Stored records

>>

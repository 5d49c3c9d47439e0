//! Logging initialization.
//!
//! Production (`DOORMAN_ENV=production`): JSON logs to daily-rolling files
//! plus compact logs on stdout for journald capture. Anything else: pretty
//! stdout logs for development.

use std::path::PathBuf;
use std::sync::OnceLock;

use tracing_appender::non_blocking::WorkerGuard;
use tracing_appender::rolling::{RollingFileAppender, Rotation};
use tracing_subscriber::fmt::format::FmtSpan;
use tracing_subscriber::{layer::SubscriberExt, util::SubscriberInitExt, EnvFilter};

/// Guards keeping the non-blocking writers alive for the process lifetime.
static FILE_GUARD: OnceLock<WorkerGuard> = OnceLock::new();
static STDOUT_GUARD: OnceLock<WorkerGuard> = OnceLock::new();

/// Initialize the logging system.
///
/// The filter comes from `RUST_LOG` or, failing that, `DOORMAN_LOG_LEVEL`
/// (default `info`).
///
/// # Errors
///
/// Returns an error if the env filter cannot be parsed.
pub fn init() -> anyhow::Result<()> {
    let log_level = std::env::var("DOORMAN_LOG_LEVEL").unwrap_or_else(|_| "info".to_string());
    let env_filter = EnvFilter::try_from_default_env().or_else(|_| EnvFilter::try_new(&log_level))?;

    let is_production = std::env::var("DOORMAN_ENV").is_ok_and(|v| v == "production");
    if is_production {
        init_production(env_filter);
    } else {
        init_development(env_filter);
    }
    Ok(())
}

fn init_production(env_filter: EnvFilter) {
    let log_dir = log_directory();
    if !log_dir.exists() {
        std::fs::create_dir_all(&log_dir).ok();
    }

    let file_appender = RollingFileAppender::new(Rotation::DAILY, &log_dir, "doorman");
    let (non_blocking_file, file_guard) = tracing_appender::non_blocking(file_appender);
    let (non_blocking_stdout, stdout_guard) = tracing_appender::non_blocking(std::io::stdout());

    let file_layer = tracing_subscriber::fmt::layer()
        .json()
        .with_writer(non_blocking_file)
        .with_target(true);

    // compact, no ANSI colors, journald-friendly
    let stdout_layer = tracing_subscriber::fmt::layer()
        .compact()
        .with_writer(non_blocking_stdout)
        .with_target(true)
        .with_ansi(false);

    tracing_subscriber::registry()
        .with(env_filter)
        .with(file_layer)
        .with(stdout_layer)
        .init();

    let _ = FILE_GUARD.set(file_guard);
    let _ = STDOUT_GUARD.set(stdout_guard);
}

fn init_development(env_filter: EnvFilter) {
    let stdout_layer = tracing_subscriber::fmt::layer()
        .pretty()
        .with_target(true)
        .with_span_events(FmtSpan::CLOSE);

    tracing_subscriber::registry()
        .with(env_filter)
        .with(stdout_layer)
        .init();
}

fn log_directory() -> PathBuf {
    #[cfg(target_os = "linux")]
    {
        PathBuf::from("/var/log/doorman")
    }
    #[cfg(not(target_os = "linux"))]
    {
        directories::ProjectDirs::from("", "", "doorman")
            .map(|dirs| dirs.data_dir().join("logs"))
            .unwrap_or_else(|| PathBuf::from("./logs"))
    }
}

<<

* What is needed: Every line in the data above that contains the word "RollingFileAppender" should be copied.

* Completed task:
use tracing_appender::rolling::{RollingFileAppender, Rotation};
    let file_appender = RollingFileAppender::new(Rotation::DAILY, &log_dir, "doorman");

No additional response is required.